Timothy Louis has served as an officer and director of the Company since July 2004. Since 1995, Mr. Louis has been the principal of Desert Capital Investments, L.L.C., a venture capital investment firm. Its venture investments include Frye-Louis Capital Management, Mobility Electronics, The Schirf Brewing Company, TGE, The rSmart Group, BH USA and PIVOT Cycles, Inc. He has served as a board member of companies such as Johnson Polymer, Inc (an affiliate company of S.C. Johnson Wax) and non-profit companies such as A.T. Still University, Desert Voices Oral Learning Center and The Phoenix Art Museum.

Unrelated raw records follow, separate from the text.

// Dependency resolution
//
// Orders a unit's declarations so every aggregate is laid out after the
// aggregates its fields use. Resolution proceeds in waves: each pass takes
// every pending declaration whose field types are all resolved.

use std::collections::{HashMap, HashSet};
use std::sync::Arc;

use super::declaration::TypeDeclaration;
use super::layout::LayoutDescriptor;
use super::registry::{content_hash, TypeRegistry};
use crate::error::CompileError;

/// A declaration that needs a layout and, possibly, an artifact.
#[derive(Debug, Clone)]
pub struct ResolvedType {
    pub declaration: TypeDeclaration,
    pub content_hash: String,
}

/// A declaration or field type whose layout was generated earlier.
#[derive(Debug, Clone)]
pub struct ReusedType {
    /// Name the unit refers to it by.
    pub name: String,
    pub descriptor: Arc<LayoutDescriptor>,
    /// The unit's own declaration, absent for types only referenced by name.
    pub declaration: Option<TypeDeclaration>,
}

#[derive(Debug, Clone, Default)]
pub struct Resolution {
    /// Declared names per wave.
    pub waves: Vec<Vec<String>>,
    /// Declarations to lay out, in dependency order.
    pub order: Vec<ResolvedType>,
    /// Types already generated in the registry.
    pub reused: Vec<ReusedType>,
    /// Content hash of every name the unit resolved.
    pub hashes: HashMap<String, String>,
}

impl Resolution {
    pub fn len(&self) -> usize {
        self.order.len() + self.reused.iter().filter(|r| r.declaration.is_some()).count()
    }

    pub fn is_empty(&self) -> bool {
        self.len() == 0
    }
}

/// Drop identical duplicates, reject conflicting ones.
fn deduplicate(source_key: &str, declarations: Vec<TypeDeclaration>) -> Result<Vec<TypeDeclaration>, CompileError> {
    let mut unique: Vec<TypeDeclaration> = Vec::with_capacity(declarations.len());
    for declaration in declarations {
        match unique.iter().find(|existing| existing.name == declaration.name) {
            Some(existing) if existing.same_shape(&declaration) => {
                log::warn!(
                    "{}: `{}` declared again at {}, identical copy ignored",
                    source_key,
                    declaration.name,
                    declaration.source
                );
            }
            Some(_) => {
                return Err(CompileError::DuplicateDeclaration {
                    file: source_key.to_string(),
                    name: declaration.name,
                });
            }
            None => unique.push(declaration),
        }
    }
    Ok(unique)
}

/// Resolve `declarations` of the unit `source_key` against each other and
/// against the types `registry` already generated.
pub fn resolve(
    source_key: &str,
    declarations: Vec<TypeDeclaration>,
    registry: &TypeRegistry,
) -> Result<Resolution, CompileError> {
    let declarations = deduplicate(source_key, declarations)?;
    let declared: HashSet<&str> = declarations.iter().map(|d| d.name.as_str()).collect();

    let mut resolution = Resolution::default();
    let mut resolved: HashSet<String> = HashSet::new();

    // Field types from outside the unit must already be generated.
    for declaration in &declarations {
        for dependency in declaration.dependencies() {
            if declared.contains(dependency) || resolved.contains(dependency) {
                continue;
            }
            let descriptor = registry
                .resolve_declared_in(dependency, source_key)
                .and_then(|identity| registry.descriptor_for_hash(&identity.content_hash))
                .ok_or_else(|| CompileError::UnknownType {
                    file: source_key.to_string(),
                    declaration: declaration.name.clone(),
                    type_name: dependency.to_string(),
                })?;
            log::debug!(
                "{}: `{}` refers to previously generated {}",
                source_key,
                dependency,
                descriptor.identity.generated_name
            );
            resolution
                .hashes
                .insert(dependency.to_string(), descriptor.identity.content_hash.clone());
            resolution.reused.push(ReusedType {
                name: dependency.to_string(),
                descriptor,
                declaration: None,
            });
            resolved.insert(dependency.to_string());
        }
    }

    let mut pending: Vec<TypeDeclaration> = declarations;
    while !pending.is_empty() {
        let (ready, blocked): (Vec<_>, Vec<_>) = pending.into_iter().partition(|declaration| {
            declaration
                .dependencies()
                .iter()
                .all(|dependency| resolved.contains(*dependency))
        });

        if ready.is_empty() {
            let names: Vec<String> = blocked.iter().map(|d| d.name.clone()).collect();
            return Err(CompileError::CircularDependency {
                file: source_key.to_string(),
                names,
            });
        }

        let mut wave = Vec::with_capacity(ready.len());
        for declaration in ready {
            let hash = content_hash(&declaration, &resolution.hashes);
            wave.push(declaration.name.clone());
            resolved.insert(declaration.name.clone());
            resolution.hashes.insert(declaration.name.clone(), hash.clone());

            match registry.descriptor_for_hash(&hash) {
                Some(descriptor) => {
                    log::debug!(
                        "{}: `{}` matches generated {}, not regenerated",
                        source_key,
                        declaration.name,
                        descriptor.identity.generated_name
                    );
                    resolution.reused.push(ReusedType {
                        name: declaration.name.clone(),
                        descriptor,
                        declaration: Some(declaration),
                    });
                }
                None => resolution.order.push(ResolvedType {
                    declaration,
                    content_hash: hash,
                }),
            }
        }
        resolution.waves.push(wave);
        pending = blocked;
    }

    log::debug!(
        "{}: resolved {} types in {} waves",
        source_key,
        resolution.len(),
        resolution.waves.len()
    );
    Ok(resolution)
}
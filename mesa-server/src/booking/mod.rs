//! Booking coordination - admission, assignment and slot locking
//!
//! The coordinator is the single concurrency boundary for capacity:
//! availability answers are advisory, admission under the slot locks is
//! authoritative.

pub mod coordinator;
pub mod error;
pub mod locks;
pub mod solver;

pub use coordinator::BookingCoordinator;
pub use locks::SlotLockRegistry;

Since 2001 he has served as the Vice President - Finance at The rSmart Group, a provider of enterprise open source applications in the global education software and services market. From 1990 to 2002 he was an owner/director of Frye-Louis Capital Management, Inc., a high net worth family asset management firm based in Chicago. The firm was sold to Credit Suisse Private Bank in 2002. Mr. Louis has a B.S. in Communication Disorders and a M.A. in Audiology and Hearing Impairment from Northwestern University, and a M.B.A. in Financial Management and Markets from Arizona State University.

 

Board of Directors and Committee Meetings

 

Our Board of Directors held four meetings during the fiscal year ended December 31, 2013. In addition, our Board of Directors acted by unanimous written consent during fiscal year ended December 31, 2013. Both of our directors attended at least 75% of the meetings of the Board of Directors in the fiscal year ended December 31, 2013. We have no Committees of our Board. Our directors are expected, absent exceptional circumstances, to attend all Board meetings and meetings of any committees on which they serve.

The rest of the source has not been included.